▸ DIRECTIONS: Look below for the line containing "let mut since = Instant::now();"; from there, print each line exactly up to and including the line containing "if since.elapsed() >= Duration::from_secs(1)", and stop.

▸ INPUT DATA:

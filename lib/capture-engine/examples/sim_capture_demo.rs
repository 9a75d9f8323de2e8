use capture_device_sim::{SimBackend, SimDeviceConfig};
use capture_engine::{CaptureOrchestrator, DeviceSelector, EngineConfig, ReaderRole};
use std::{
    io::Write,
    sync::Arc,
    thread,
    time::{Duration, Instant},
};

fn main() -> anyhow::Result<()> {
    env_logger::builder()
        .format(|buf, record| {
            let ts = chrono::Local::now().format("%H:%M:%S");
            let style = buf.default_level_style(record.level());
            writeln!(
                buf,
                "[{} {style}{}{style:#} {} {}] {}",
                ts,
                record.level(),
                record
                    .file()
                    .unwrap_or("None")
                    .split('/')
                    .next_back()
                    .unwrap_or("None"),
                record.line().unwrap_or(0),
                record.args()
            )
        })
        .init();

    let backend = SimBackend::new(vec![SimDeviceConfig::plain("DEMO-0")]);
    let orchestrator = Arc::new(CaptureOrchestrator::new(
        vec![Box::new(backend)],
        EngineConfig::new(),
    )?);

    {
        let orchestrator = orchestrator.clone();
        ctrlc::set_handler(move || orchestrator.stop())?;
    }

    let runner = {
        let orchestrator = orchestrator.clone();
        thread::spawn(move || orchestrator.run())
    };

    let device = orchestrator.connect(DeviceSelector::Auto)?;
    log::info!("capturing from {}, press Ctrl-C to stop", device.long_name);

    let context = orchestrator.context();
    let mut frames = 0;
    let mut since = Instant::now();

    while context.status.is_running() {
        if !context.status.video_wait.timed_lock() {
            continue;
        }

        if let Some(frame) = context.pool.get_reader_slot(ReaderRole::Video) {
            frames += 1;
            log::trace!("frame {} of {} bytes", frame.meta().sequence, frame.data().len());
            drop(frame);
            context.pool.release_reader_slot(ReaderRole::Video);
        }

        if since.elapsed() >= Duration::from_secs(1) {
            log::info!("{frames} fps, {:?}", orchestrator.snapshot());
            frames = 0;
            since = Instant::now();
        }
    }

    _ = runner.join();
    Ok(())
}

▸ OUTPUT OF THE EXERCISE:
    let mut since = Instant::now();

    while context.status.is_running() {
        if !context.status.video_wait.timed_lock() {
            continue;
        }

        if let Some(frame) = context.pool.get_reader_slot(ReaderRole::Video) {
            frames += 1;
            log::trace!("frame {} of {} bytes", frame.meta().sequence, frame.data().len());
            drop(frame);
            context.pool.release_reader_slot(ReaderRole::Video);
        }

        if since.elapsed() >= Duration::from_secs(1) {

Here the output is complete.